Risk/reward revenue is recognised by measuring the progress towards complete satisfaction of 
the performance obligations. The method of measuring progress is determined using an output 
method as the Group has determined that an output method best reflects the pattern of transfer 
of value to the customer. The output is measured in either million instructions per second (MIPS) 
or million service units (MSUs) saved for the customer and the progress is measured by reference 
to the MIPS or MSUs saved to date as a percentage of total estimated MIPS or MSUs for each 
performance obligation. The MIPS or MSUs saved to date is determined by identifying all 
opportunities identified at a point in time and weighting the likelihood of the client realising the 
savings based on fixed and measurable stages in a risk/reward project. The weighting at each 
stage is based on the Group’s experience completing risk/reward projects. Clients are invoiced in 
accordance with the contract terms which generally stipulate that invoices can be submitted when 
the savings have been measured and confirmed by the client and the Group. Payment terms are 
generally 30 days. Any amounts that remain unbilled at the end of a reporting period are 
presented in the statement of financial position as a contract asset. 
Clients may be invoiced in advance for the provision of services, and this is recognised as a 
contract liability until the Group provides, and the client consumes, the benefits of the service. 
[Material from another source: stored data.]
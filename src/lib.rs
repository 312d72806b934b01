//! dayone-import - Day One JSON import for plain-text journals
//!
//! Converts Day One exports into plain-text journal entries and keeps an
//! index of imported Day One entries so links between them survive the
//! move, even across journals.

pub mod application;
pub mod cli;
pub mod domain;
pub mod error;
pub mod infrastructure;
pub mod messages;

pub use error::ImportError;
//! Configuration management

use crate::error::{ImportError, Result};
use crate::messages::{Message, MsgText};
use chrono::{DateTime, Utc};
use serde::{Deserialize, Serialize};
use std::collections::BTreeMap;
use std::fs;
use std::path::{Path, PathBuf};

pub const CONFIG_FILE: &str = "config.toml";
pub const INDEX_FILE: &str = "dayone_index.json";
pub const DEFAULT_JOURNAL: &str = "default";

/// Directory holding the configuration and the Day One index.
/// `DAYONE_IMPORT_HOME` wins over the platform config directory.
pub fn config_dir() -> PathBuf {
    if let Ok(home) = std::env::var("DAYONE_IMPORT_HOME") {
        return PathBuf::from(home);
    }

    dirs::config_dir()
        .map(|dir| dir.join("dayone-import"))
        .unwrap_or_else(|| PathBuf::from(".dayone-import"))
}

#[derive(Debug, Clone, Serialize, Deserialize)]
pub struct Config {
    pub default_journal: String,
    pub created: DateTime<Utc>,
    pub journals: BTreeMap<String, PathBuf>,
}

impl Config {
    /// Create a config with a single journal
    pub fn new(journal_name: &str, journal_path: PathBuf) -> Self {
        let mut journals = BTreeMap::new();
        journals.insert(journal_name.to_string(), journal_path);

        Config {
            default_journal: journal_name.to_string(),
            created: Utc::now(),
            journals,
        }
    }

    /// Load config from config.toml in the given directory
    pub fn load_from_dir(dir: &Path) -> Result<Self> {
        let config_path = dir.join(CONFIG_FILE);

        let contents = fs::read_to_string(&config_path).map_err(|e| {
            if e.kind() == std::io::ErrorKind::NotFound {
                Message::error(MsgText::ConfigNotFound)
                    .with_param("path", config_path.display())
                    .into()
            } else {
                ImportError::Io(e)
            }
        })?;

        Ok(toml::from_str(&contents)?)
    }

    /// Save config to config.toml in the given directory
    pub fn save_to_dir(&self, dir: &Path) -> Result<()> {
        if !dir.exists() {
            fs::create_dir_all(dir)?;
        }

        let contents = toml::to_string_pretty(self)?;
        fs::write(dir.join(CONFIG_FILE), contents)?;

        Ok(())
    }

    /// Journal name to use: the requested one, or the configured default
    pub fn journal_name<'a>(&'a self, requested: Option<&'a str>) -> &'a str {
        requested.unwrap_or(&self.default_journal)
    }

    /// Path of a configured journal
    pub fn journal_path(&self, name: &str) -> Result<&Path> {
        self.journals.get(name).map(PathBuf::as_path).ok_or_else(|| {
            Message::error(MsgText::JournalNotFound)
                .with_param("journal_name", name)
                .into()
        })
    }
}
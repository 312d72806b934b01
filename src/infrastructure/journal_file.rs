//! Plain-text journal stored in a single file

use crate::domain::journal::{merge_entries, parse_entries, render_entries};
use crate::domain::{Journal, JournalEntry};
use crate::error::Result;
use crate::infrastructure::atomic_write::write_atomic;
use std::fs;
use std::path::{Path, PathBuf};
use tracing::debug;

/// File-backed implementation of Journal
#[derive(Debug, Clone)]
pub struct PlainTextJournal {
    name: String,
    path: PathBuf,
    entries: Vec<JournalEntry>,
}

impl PlainTextJournal {
    /// Open a journal file. A missing file is an empty journal.
    pub fn open(name: &str, path: &Path) -> Result<Self> {
        let entries = if path.exists() {
            parse_entries(&fs::read_to_string(path)?)
        } else {
            Vec::new()
        };

        debug!(journal = name, path = %path.display(), entries = entries.len(), "opened journal");

        Ok(PlainTextJournal {
            name: name.to_string(),
            path: path.to_path_buf(),
            entries,
        })
    }

    pub fn path(&self) -> &Path {
        &self.path
    }

    pub fn entries(&self) -> &[JournalEntry] {
        &self.entries
    }

}

impl Journal for PlainTextJournal {
    fn name(&self) -> &str {
        &self.name
    }

    fn entry_count(&self) -> usize {
        self.entries.len()
    }

    fn import(&mut self, text: &str) {
        let incoming = parse_entries(text);
        debug!(journal = %self.name, parsed = incoming.len(), "importing entries");
        merge_entries(&mut self.entries, incoming);
    }

    fn write(&self) -> Result<()> {
        write_atomic(&self.path, render_entries(&self.entries))?;
        debug!(journal = %self.name, entries = self.entries.len(), "wrote journal");
        Ok(())
    }
}
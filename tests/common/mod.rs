#![allow(dead_code)]

use assert_cmd::Command;
use std::fs;
use std::path::{Path, PathBuf};

pub fn dayone_cmd(home: &Path) -> Command {
    let mut cmd = Command::cargo_bin("dayone-import").unwrap();
    cmd.env("DAYONE_IMPORT_HOME", home);
    cmd.env_remove("RUST_LOG");
    cmd
}

/// Run `init` so `home` holds a config with a `default` journal
pub fn init_home(home: &Path) {
    dayone_cmd(home).arg("init").assert().success();
}

/// Write a Day One export named `name` into `dir`
pub fn write_export(dir: &Path, name: &str, contents: &str) -> PathBuf {
    let path = dir.join(name);
    fs::write(&path, contents).unwrap();
    path
}

pub const WORK_EXPORT: &str = r#"{
  "metadata": {"version": "1.0"},
  "entries": [
    {
      "uuid": "U1",
      "creationDate": "2023-06-01T12:00:00Z",
      "timeZone": "America\/New_York",
      "tags": ["Hiking", "New York"],
      "starred": true,
      "text": "Up the hill\\. ![](dayone-moment://P1)",
      "location": {"placeName": "Bear Mountain", "localityName": "Stony Point",
                   "country": "United States", "latitude": 41.3126, "longitude": -74.0068},
      "weather": {"conditionsDescription": "Sunny", "temperatureCelsius": 24.0, "windSpeedKPH": 8.3},
      "creationDevice": "Pocket", "creationDeviceType": "iPhone",
      "photos": [{"identifier": "P1", "md5": "abc123", "type": "jpeg"}]
    },
    {
      "uuid": "U2",
      "creationDate": "2023-06-02T09:30:00Z",
      "text": "Sore legs after [the hike](dayone2://view?Id=U1)"
    }
  ]
}"#;
use clap::Parser;
use dayone_import::application::{build_index, clear_index, init, ImportService};
use dayone_import::cli::{Cli, Commands};
use dayone_import::error::{ImportError, Result};
use dayone_import::infrastructure::config::INDEX_FILE;
use dayone_import::infrastructure::{
    config_dir, AssumeYes, Config, Confirm, DayOneIndex, IndexMode, PlainTextJournal,
    TerminalConfirm,
};
use dayone_import::messages::{Message, MsgText};
use std::ffi::OsString;
use tracing_subscriber::EnvFilter;

fn main() {
    let cli = Cli::parse();

    init_tracing(cli.verbose);

    match run(cli) {
        Ok(_) => std::process::exit(0),
        Err(e) => {
            eprintln!("Error: {}", e.display_with_suggestions());
            std::process::exit(e.exit_code());
        }
    }
}

fn init_tracing(verbose: bool) {
    let default_level = if verbose { "debug" } else { "warn" };
    let filter =
        EnvFilter::try_from_default_env().unwrap_or_else(|_| EnvFilter::new(default_level));

    tracing_subscriber::fmt()
        .with_env_filter(filter)
        .with_writer(std::io::stderr)
        .init();
}

fn run(cli: Cli) -> Result<()> {
    let dir = config_dir();

    match cli.command {
        Commands::Init { journal, path } => {
            init(&dir, &journal, path)?;
            Ok(())
        }
        Commands::Import { file, journal, yes } => {
            let config = Config::load_from_dir(&dir)?;
            let requested = journal_arg(journal)?;
            let name = config.journal_name(requested.as_deref());
            let mut journal = PlainTextJournal::open(name, config.journal_path(name)?)?;

            let mut confirm = confirmer(yes);
            let mut service = ImportService::new(dir.join(INDEX_FILE), confirm.as_mut());
            service.execute(&mut journal, file.as_deref())?;
            Ok(())
        }
        Commands::Index {
            file,
            journal,
            clear,
            yes,
        } => {
            let config = Config::load_from_dir(&dir)?;
            let index_path = dir.join(INDEX_FILE);

            if clear {
                let mut confirm = confirmer(yes);
                clear_index(&index_path, confirm.as_mut())?;
                return Ok(());
            }

            let mut index = DayOneIndex::open(index_path, IndexMode::Build)?;
            let requested = journal_arg(journal)?;
            let name = config.journal_name(requested.as_deref());
            config.journal_path(name)?;
            build_index(&mut index, name, file.as_deref())?;
            Ok(())
        }
    }
}

/// Journal names must be valid UTF-8
fn journal_arg(journal: Option<OsString>) -> Result<Option<String>> {
    journal
        .map(|name| {
            name.into_string()
                .map_err(|_| ImportError::from(Message::error(MsgText::InvalidJournalName)))
        })
        .transpose()
}

fn confirmer(yes: bool) -> Box<dyn Confirm> {
    if yes {
        Box::new(AssumeYes)
    } else {
        Box::new(TerminalConfirm::stdio())
    }
}
//! Yes/no confirmation prompts

use crate::messages::Message;
use std::io::{self, BufRead, Write};

/// Asks the user to confirm an action
pub trait Confirm {
    /// Returns the answer, or `default` when no answer can be read
    fn confirm(&mut self, message: &Message, default: bool) -> bool;
}

/// Prompts on a terminal (or any reader/writer pair)
pub struct TerminalConfirm<R, W> {
    input: R,
    output: W,
}

impl TerminalConfirm<io::StdinLock<'static>, io::Stderr> {
    /// Prompt on stderr and read the answer from stdin
    pub fn stdio() -> Self {
        TerminalConfirm::new(io::stdin().lock(), io::stderr())
    }
}

impl<R: BufRead, W: Write> TerminalConfirm<R, W> {
    pub fn new(input: R, output: W) -> Self {
        TerminalConfirm { input, output }
    }
}

impl<R: BufRead, W: Write> Confirm for TerminalConfirm<R, W> {
    fn confirm(&mut self, message: &Message, default: bool) -> bool {
        let choices = if default { "[Y/n]" } else { "[y/N]" };

        loop {
            if write!(self.output, "{} {} ", message.render(), choices)
                .and_then(|_| self.output.flush())
                .is_err()
            {
                return default;
            }

            let mut answer = String::new();
            match self.input.read_line(&mut answer) {
                // EOF, or input was interrupted
                Ok(0) | Err(_) => {
                    let _ = writeln!(self.output);
                    return default;
                }
                Ok(_) => {}
            }

            match answer.trim().to_lowercase().as_str() {
                "" => return default,
                "y" | "yes" => return true,
                "n" | "no" => return false,
                _ => {
                    let _ = writeln!(self.output, "Please answer yes or no.");
                }
            }
        }
    }
}

/// Answers yes without asking
#[derive(Debug, Clone, Copy, Default)]
pub struct AssumeYes;

impl Confirm for AssumeYes {
    fn confirm(&mut self, _message: &Message, _default: bool) -> bool {
        true
    }
}

#[cfg(test)]
mod tests {
    use super::*;
    use crate::messages::MsgText;

    fn ask(input: &str, default: bool) -> (bool, String) {
        let mut output = Vec::new();
        let answer = TerminalConfirm::new(input.as_bytes(), &mut output)
            .confirm(&Message::normal(MsgText::Continue), default);
        (answer, String::from_utf8(output).unwrap())
    }

    #[test]
    fn test_yes_and_no() {
        assert!(ask("y\n", false).0);
        assert!(ask("YES\n", false).0);
        assert!(!ask("n\n", true).0);
        assert!(!ask("no\n", true).0);
    }

    #[test]
    fn test_empty_answer_uses_default() {
        assert!(!ask("\n", false).0);
        assert!(ask("\n", true).0);
    }

    #[test]
    fn test_eof_uses_default() {
        assert!(!ask("", false).0);
        assert!(ask("", true).0);
    }

    #[test]
    fn test_invalid_answer_asks_again() {
        let (answer, output) = ask("maybe\ny\n", false);
        assert!(answer);
        assert!(output.contains("Please answer yes or no."));
        assert_eq!(output.matches("[y/N]").count(), 2);
    }

    #[test]
    fn test_prompt_shows_question() {
        let (_, output) = ask("n\n", false);
        assert!(output.starts_with("Do you want to continue importing entries from Day One? [y/N]"));
    }

    #[test]
    fn test_assume_yes() {
        assert!(AssumeYes.confirm(&Message::normal(MsgText::ConfirmClear), false));
    }
}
Interest revenue is recognised on a proportional basis considering the effective interest rates 
applicable to the financial assets. 
All revenue is stated net of the amount of goods and services tax (GST). 

 
41 
CPT Global FY24 Annual Report 
(p) Earnings per Share (EPS) 
Basic EPS is calculated as net profit attributable to members, adjusted to exclude costs of servicing 
equity (other than dividends) and preference share dividends, divided by the weighted average 
number of ordinary shares, adjusted for any bonus element. 
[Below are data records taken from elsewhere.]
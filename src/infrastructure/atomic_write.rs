//! Replace files without leaving them half-written

use crate::error::Result;
use std::fs;
use std::path::{Path, PathBuf};

/// Sibling file `contents` are written to before being renamed over `path`
pub fn temp_path(path: &Path) -> PathBuf {
    let file_name = path
        .file_name()
        .map(|name| name.to_string_lossy().into_owned())
        .unwrap_or_else(|| "file".to_string());
    path.with_file_name(format!(".{}.tmp", file_name))
}

/// Write `contents` to `path` through a temp file and a rename, creating
/// missing parent directories. Readers see either the old file or the new one.
pub fn write_atomic(path: &Path, contents: impl AsRef<[u8]>) -> Result<()> {
    if let Some(parent) = path.parent() {
        if !parent.as_os_str().is_empty() && !parent.exists() {
            fs::create_dir_all(parent)?;
        }
    }

    let temp = temp_path(path);
    fs::write(&temp, contents)?;
    fs::rename(&temp, path)?;

    Ok(())
}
Diluted EPS is calculated as net profit attributable to members, adjusted for: 
 
costs of servicing equity (other than dividends) and preference share dividends; 
 
the after-tax effect of dividends and interest associated with dilutive potential ordinary 
shares that have been recognised as expenses; 
 
other non-discretionary changes in revenues or expenses during the period that would 
result from the dilution of potential ordinary shares;  
 
divided by the weighted average number of ordinary shares and dilutive potential ordinary 
shares, adjusted for any bonus element; and  
 
the effect of antidilution, if there is a loss it is deemed that dilutive shares will be excluded. 
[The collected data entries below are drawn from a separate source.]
//! Day One JSON import use case
//!
//! Every entry is converted before the journal is touched, and the journal
//! is written in one step, so a failure part-way leaves it unchanged.

use crate::domain::{convert, Journal};
use crate::error::Result;
use crate::infrastructure::{Confirm, DayOneExport, DayOneIndex, IndexMode};
use crate::messages::{print_msg, Message, MsgStyle, MsgText};
use std::path::{Path, PathBuf};
use tracing::{debug, info};

/// How an import ended
#[derive(Debug, Clone, Copy, PartialEq, Eq)]
pub enum ImportOutcome {
    /// Entries were added to the journal (after the journal's own merging)
    Imported(usize),
    /// The user declined to continue; nothing was written
    Aborted,
}

/// Service importing Day One exports into a journal
pub struct ImportService<'a> {
    index_path: PathBuf,
    confirm: &'a mut dyn Confirm,
}

impl<'a> ImportService<'a> {
    /// Create an import service resolving links through the index at `index_path`.
    pub fn new(index_path: PathBuf, confirm: &'a mut dyn Confirm) -> Self {
        Self {
            index_path,
            confirm,
        }
    }

    /// Import the export at `input` into `journal`.
    pub fn execute(
        &mut self,
        journal: &mut dyn Journal,
        input: Option<&Path>,
    ) -> Result<ImportOutcome> {
        let input = input.ok_or_else(|| Message::error(MsgText::NoInputPath))?;
        let export = DayOneExport::load(input, MsgText::DoesNotExist)?;

        self.report_media(&export);

        let index = DayOneIndex::open(self.index_path.clone(), IndexMode::Use)?;
        if index.is_stale(export.created()?) {
            print_msg(&Message::warning(MsgText::IndexOutdated));
            let question = Message::new(MsgText::Continue, MsgStyle::Prompt);
            if !self.confirm.confirm(&question, false) {
                print_msg(&Message::warning(MsgText::ImportAborted));
                return Ok(ImportOutcome::Aborted);
            }
        }

        let total = export.entries.len();
        let mut converted = Vec::with_capacity(total);
        for (i, entry) in export.entries.iter().enumerate() {
            debug!("Processing Day One entry {} of {}", i + 1, total);
            let text = convert(entry, export.media_base())?;
            converted.push(index.resolve_links(&text));
        }

        let old_count = journal.entry_count();
        journal.import(&converted.join("\n\n"));
        journal.write()?;
        let added = journal.entry_count().saturating_sub(old_count);

        info!(processed = total, added, journal = journal.name(), "imported Day One export");
        print_msg(
            &Message::normal(MsgText::ImportSummary)
                .with_param("count", added)
                .with_param("journal_name", journal.name()),
        );

        Ok(ImportOutcome::Imported(added))
    }

    /// Warn about each missing media file and report how many were found
    fn report_media(&self, export: &DayOneExport) {
        let check = export.check_media();

        for path in &check.missing {
            print_msg(
                &Message::warning(MsgText::MediaNotFound).with_param("path", path.display()),
            );
        }

        if check.found > 0 {
            print_msg(
                &Message::normal(MsgText::MediaProcessed).with_param("count", check.found),
            );
        }
    }
}

#[cfg(test)]
mod tests {
    use super::*;
    use crate::domain::journal::parse_entries;
    use crate::domain::JournalEntry;
    use crate::infrastructure::AssumeYes;
    use std::cell::Cell;
    use std::fs;
    use tempfile::TempDir;

    /// In-memory journal recording whether it was written
    #[derive(Default)]
    struct MemoryJournal {
        entries: Vec<JournalEntry>,
        writes: Cell<usize>,
    }

    impl Journal for MemoryJournal {
        fn name(&self) -> &str {
            "memory"
        }

        fn entry_count(&self) -> usize {
            self.entries.len()
        }

        fn import(&mut self, text: &str) {
            self.entries.extend(parse_entries(text));
        }

        fn write(&self) -> Result<()> {
            self.writes.set(self.writes.get() + 1);
            Ok(())
        }
    }

    struct Decline;

    impl Confirm for Decline {
        fn confirm(&mut self, _message: &Message, _default: bool) -> bool {
            false
        }
    }

    const EXPORT: &str = r#"{"entries": [
        {"uuid": "U1", "creationDate": "2023-05-04T14:00:00Z", "timeZone": "America/New_York",
         "tags": ["Work"], "text": "Standup"},
        {"uuid": "U2", "creationDate": "2023-05-05T09:00:00Z",
         "text": "Follow-up to [standup](dayone2://view?Id=U1)"}
    ]}"#;

    fn write_export(dir: &Path) -> PathBuf {
        let path = dir.join("Work.json");
        fs::write(&path, EXPORT).unwrap();
        path
    }

    #[test]
    fn test_import_requires_input() {
        let temp = TempDir::new().unwrap();
        let mut confirm = AssumeYes;
        let mut service = ImportService::new(temp.path().join("index.json"), &mut confirm);
        let mut journal = MemoryJournal::default();

        let err = service.execute(&mut journal, None).unwrap_err();
        assert_eq!(err.kind(), Some(MsgText::NoInputPath));
        assert_eq!(journal.writes.get(), 0);
    }

    #[test]
    fn test_import_without_index() {
        let temp = TempDir::new().unwrap();
        let export = write_export(temp.path());
        let mut confirm = AssumeYes;
        let mut service = ImportService::new(temp.path().join("index.json"), &mut confirm);
        let mut journal = MemoryJournal::default();

        let outcome = service.execute(&mut journal, Some(&export)).unwrap();

        assert_eq!(outcome, ImportOutcome::Imported(2));
        assert_eq!(journal.writes.get(), 1);
        assert_eq!(journal.entries[0].title(), "#work");
        assert!(journal.entries[1]
            .body
            .contains("[standup](dayone2://view?Id=U1)"));
    }

    #[test]
    fn test_import_resolves_links_through_index() {
        let temp = TempDir::new().unwrap();
        let export = write_export(temp.path());
        let index_path = temp.path().join("index.json");

        let mut index = DayOneIndex::open(index_path.clone(), IndexMode::Build).unwrap();
        let entries = DayOneExport::load(&export, MsgText::DoesNotExist).unwrap().entries;
        index.add_entries(&entries, "work", &export).unwrap();

        let mut confirm = AssumeYes;
        let mut service = ImportService::new(index_path, &mut confirm);
        let mut journal = MemoryJournal::default();
        service.execute(&mut journal, Some(&export)).unwrap();

        assert!(journal.entries[1]
            .body
            .contains("Follow-up to [[work/2023/05/04|standup]]"));
    }

    #[test]
    fn test_stale_index_declined_aborts() {
        let temp = TempDir::new().unwrap();
        let index_path = temp.path().join("index.json");
        fs::write(
            &index_path,
            r#"{"last_modified": "2000-01-01T00:00:00Z",
                "entries": {"OLD": {"date": "1999-12-31T10:00:00+00:00",
                                    "journal_name": "old",
                                    "original_journal_name": "Old"}}}"#,
        )
        .unwrap();
        let export = write_export(temp.path());

        let mut confirm = Decline;
        let mut service = ImportService::new(index_path, &mut confirm);
        let mut journal = MemoryJournal::default();

        let outcome = service.execute(&mut journal, Some(&export)).unwrap();
        assert_eq!(outcome, ImportOutcome::Aborted);
        assert_eq!(journal.entry_count(), 0);
        assert_eq!(journal.writes.get(), 0);
    }

    #[test]
    fn test_stale_index_accepted_continues() {
        let temp = TempDir::new().unwrap();
        let index_path = temp.path().join("index.json");
        fs::write(
            &index_path,
            r#"{"last_modified": "2000-01-01T00:00:00Z",
                "entries": {"U1": {"date": "2023-05-04T10:00:00-04:00",
                                   "journal_name": "archive",
                                   "original_journal_name": "Archive"}}}"#,
        )
        .unwrap();
        let export = write_export(temp.path());

        let mut confirm = AssumeYes;
        let mut service = ImportService::new(index_path, &mut confirm);
        let mut journal = MemoryJournal::default();

        let outcome = service.execute(&mut journal, Some(&export)).unwrap();
        assert_eq!(outcome, ImportOutcome::Imported(2));
        assert!(journal.entries[1].body.contains("[[archive/2023/05/04|standup]]"));
    }

    #[test]
    fn test_malformed_entry_writes_nothing() {
        let temp = TempDir::new().unwrap();
        let export = temp.path().join("Bad.json");
        fs::write(
            &export,
            r#"{"entries": [
                {"creationDate": "2023-05-04T14:00:00Z", "text": "fine"},
                {"creationDate": "2023-05-04T14:00:00Z", "timeZone": "Nowhere/Land"}
            ]}"#,
        )
        .unwrap();

        let mut confirm = AssumeYes;
        let mut service = ImportService::new(temp.path().join("index.json"), &mut confirm);
        let mut journal = MemoryJournal::default();

        let err = service.execute(&mut journal, Some(&export)).unwrap_err();
        assert_eq!(err.kind(), Some(MsgText::InvalidTimeZone));
        assert_eq!(journal.entry_count(), 0);
        assert_eq!(journal.writes.get(), 0);
    }
}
(q) Critical Accounting Estimates & Judgements 
The directors evaluate estimates and judgements incorporated into the financial statements based 
on historical knowledge and best available current information. Estimates assume a reasonable 
expectation of future events and are based on current trends and economic data, obtained both 
externally and within the Group. 
Key Estimates and Judgements 
(i) Impairment losses on trade and other receivables, and contract assets 
An impairment loss is recognised based on an expected credit loss model. The Group 
assesses the expected credit loss of trade receivables and contract assets based on 
individual debtor level expectations relative to credit terms. The Group assesses the 
expected credit loss on receivables due from tax authorities based on the expected 
recovery. There is a high degree of judgement in estimating whether these receivables 
require a provision for estimated credit losses and what level of provision is needed. 
(ii) Contract assets 
The Group measures contract assets based on information available at the time of 
recognition. This information includes historical trends, data analysis, significant judgments 
from key management personnel as to the reasonable expectations of future events and 
completion of projects in progress. 
(iii) Deferred taxes 
In assessing whether future taxable amounts will be available to utilise temporary 
differences and losses, management review the past performance of the relevant 
company, the budgets for the forthcoming financial year, forecasts, and sales pipelines. 

 
42 
CPT Global FY24 Annual Report 
(r) New or amended Accounting Standards and Interpretations adopted 
The Group has adopted all of the new or amended Accounting Standards and Interpretations 
issued by the Australian Accounting Standard Board (“AASB”) that are mandatory for the current 
reporting period. There were no standards adopted in the current period that had a material 
impact on the Group. 
(s) New Accounting Standards and Interpretations Issued but Not Yet Effective 
Certain new accounting standards and interpretations have been published that are not 
mandatory for 30 June 2024 reporting periods have not been early adopted by the group. 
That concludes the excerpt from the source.